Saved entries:
______________________________

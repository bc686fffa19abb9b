//! Worker configuration management
//!
//! Configuration and validation for the single-item downloader and the
//! batch pool: pool size, attempts per item and the linear backoff unit.

use std::time::Duration;

use serde::{Deserialize, Serialize};

use crate::constants::{http, limits, workers};
use crate::errors::{DownloadError, DownloadResult};

/// Configuration for download workers
#[derive(Debug, Clone, Serialize, Deserialize)]
pub struct WorkerConfig {
    /// Number of concurrent workers in a batch
    pub worker_count: usize,
    /// Transfer attempts per item, first attempt included
    pub retry_attempts: u32,
    /// Backoff unit; the wait after attempt `n` is `n` units
    pub backoff_unit: Duration,
    /// Request timeout, reported when a transfer times out
    pub download_timeout: Duration,
}

impl Default for WorkerConfig {
    fn default() -> Self {
        Self {
            worker_count: workers::DEFAULT_WORKER_COUNT,
            retry_attempts: limits::DEFAULT_RETRY_ATTEMPTS,
            backoff_unit: limits::RETRY_BACKOFF_UNIT,
            download_timeout: http::DEFAULT_TIMEOUT,
        }
    }
}

impl WorkerConfig {
    /// Validate configuration values and return errors for invalid settings
    pub fn validate(&self) -> DownloadResult<()> {
        if self.worker_count == 0 {
            return Err(DownloadError::ConfigurationError(
                "Worker count cannot be zero".to_string(),
            ));
        }

        if self.worker_count > workers::MAX_WORKER_COUNT {
            return Err(DownloadError::ConfigurationError(format!(
                "Worker count ({}) exceeds maximum ({})",
                self.worker_count,
                workers::MAX_WORKER_COUNT
            )));
        }

        if self.retry_attempts == 0 {
            return Err(DownloadError::ConfigurationError(
                "Retry attempts must be at least one".to_string(),
            ));
        }

        Ok(())
    }

    /// Wait before the attempt that follows `attempt`
    ///
    /// `None` after the final attempt: there is nothing left to wait for.
    pub fn delay_after_attempt(&self, attempt: u32) -> Option<Duration> {
        (attempt < self.retry_attempts).then(|| self.backoff_unit * attempt)
    }
}

/// Builder for WorkerConfig
#[derive(Debug, Default)]
pub struct WorkerConfigBuilder {
    config: WorkerConfig,
}

impl WorkerConfigBuilder {
    /// Create a new builder with default values
    pub fn new() -> Self {
        Self::default()
    }

    /// Set the number of workers
    pub fn worker_count(mut self, count: usize) -> Self {
        self.config.worker_count = count;
        self
    }

    /// Set attempts per item
    pub fn retry_attempts(mut self, attempts: u32) -> Self {
        self.config.retry_attempts = attempts;
        self
    }

    /// Set the backoff unit
    pub fn backoff_unit(mut self, unit: Duration) -> Self {
        self.config.backoff_unit = unit;
        self
    }

    /// Set the request timeout used in timeout errors
    pub fn download_timeout(mut self, timeout: Duration) -> Self {
        self.config.download_timeout = timeout;
        self
    }

    /// Build and validate the configuration
    pub fn build(self) -> DownloadResult<WorkerConfig> {
        self.config.validate()?;
        Ok(self.config)
    }
}
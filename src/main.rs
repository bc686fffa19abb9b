//! Clip Fetcher CLI application
//!
//! Command-line interface for mirroring published music clips into a
//! year-organized folder. Features concurrent downloads, title-based link
//! resolution and atomic file writes.

use std::fs::OpenOptions;
use std::process;
use std::sync::Mutex;

use tracing::{info, warn};
use tracing_subscriber::{fmt, EnvFilter};

use clip_fetcher::cli::{
    failure_message, handle_check, handle_config, handle_download, Cli, Commands,
};
use clip_fetcher::config::{expand_tilde, AppConfig, LoggingConfig};
use clip_fetcher::errors::Result;

#[tokio::main]
async fn main() {
    // Initialize program
    let result = run().await;

    // Handle any errors that occurred
    if let Err(e) = result {
        eprintln!("{}", failure_message(&e));
        process::exit(1);
    }
}

/// Main application logic
async fn run() -> Result<()> {
    // Load environment variables from .env file if it exists
    dotenv::dotenv().ok();

    let cli = Cli::parse_args();

    if cli.global.config.is_none() {
        AppConfig::initialize_first_run().await?;
    }
    let mut config = AppConfig::load(cli.global.config.clone()).await?;
    if let Some(dir) = &cli.global.output_dir {
        config.download.output_directory = expand_tilde(dir);
    }

    init_logging(&cli, &config.logging);
    info!("Clip Fetcher v{} starting", env!("CARGO_PKG_VERSION"));

    config.validate()?;

    match cli.command {
        Commands::Download(args) => {
            info!("Executing download command");
            handle_download(args, &config, cli.global.quiet).await
        }
        Commands::Check => {
            info!("Executing check command");
            handle_check(&config).await
        }
        Commands::Config(args) => {
            info!("Executing config command");
            handle_config(args, &config, cli.global.config.clone()).await
        }
    }
}

/// Initialize logging from CLI verbosity, falling back to the configured level
fn init_logging(cli: &Cli, logging: &LoggingConfig) {
    let log_level = cli.log_level(&logging.level);

    let mut filter = EnvFilter::from_default_env();
    match format!("clip_fetcher={}", log_level.to_string().to_lowercase()).parse() {
        Ok(directive) => filter = filter.add_directive(directive),
        Err(e) => eprintln!("Ignoring log level directive: {}", e),
    }

    let log_file = logging.log_file.as_ref().map(|path| {
        OpenOptions::new()
            .create(true)
            .append(true)
            .open(path)
            .map_err(|e| (path.clone(), e))
    });

    match log_file {
        Some(Ok(file)) => {
            let _ = fmt()
                .with_env_filter(filter)
                .with_writer(Mutex::new(file))
                .with_ansi(false)
                .try_init();
        }
        other => {
            let _ = fmt()
                .with_env_filter(filter)
                .with_target(false)
                .with_level(cli.global.very_verbose) // Show levels only in very verbose mode
                .try_init();

            if let Some(Err((path, e))) = other {
                warn!("Could not open log file {}: {}", path.display(), e);
            }
        }
    }

    if cli.global.very_verbose {
        info!("Very verbose logging enabled");
    } else if cli.global.verbose {
        info!("Verbose logging enabled");
    }
}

______________________________

Aim of the exercise
Exactly as they appear above, output the lines of the data from the first through the one that contains "to wait for.", and only those lines.

Output below
repository bc686fffa19abb9b
//! Worker configuration management
//!
//! Configuration and validation for the single-item downloader and the
//! batch pool: pool size, attempts per item and the linear backoff unit.

use std::time::Duration;

use serde::{Deserialize, Serialize};

use crate::constants::{http, limits, workers};
use crate::errors::{DownloadError, DownloadResult};

/// Configuration for download workers
#[derive(Debug, Clone, Serialize, Deserialize)]
pub struct WorkerConfig {
    /// Number of concurrent workers in a batch
    pub worker_count: usize,
    /// Transfer attempts per item, first attempt included
    pub retry_attempts: u32,
    /// Backoff unit; the wait after attempt `n` is `n` units
    pub backoff_unit: Duration,
    /// Request timeout, reported when a transfer times out
    pub download_timeout: Duration,
}

impl Default for WorkerConfig {
    fn default() -> Self {
        Self {
            worker_count: workers::DEFAULT_WORKER_COUNT,
            retry_attempts: limits::DEFAULT_RETRY_ATTEMPTS,
            backoff_unit: limits::RETRY_BACKOFF_UNIT,
            download_timeout: http::DEFAULT_TIMEOUT,
        }
    }
}

impl WorkerConfig {
    /// Validate configuration values and return errors for invalid settings
    pub fn validate(&self) -> DownloadResult<()> {
        if self.worker_count == 0 {
            return Err(DownloadError::ConfigurationError(
                "Worker count cannot be zero".to_string(),
            ));
        }

        if self.worker_count > workers::MAX_WORKER_COUNT {
            return Err(DownloadError::ConfigurationError(format!(
                "Worker count ({}) exceeds maximum ({})",
                self.worker_count,
                workers::MAX_WORKER_COUNT
            )));
        }

        if self.retry_attempts == 0 {
            return Err(DownloadError::ConfigurationError(
                "Retry attempts must be at least one".to_string(),
            ));
        }

        Ok(())
    }

    /// Wait before the attempt that follows `attempt`
    ///
    /// `None` after the final attempt: there is nothing left to wait for.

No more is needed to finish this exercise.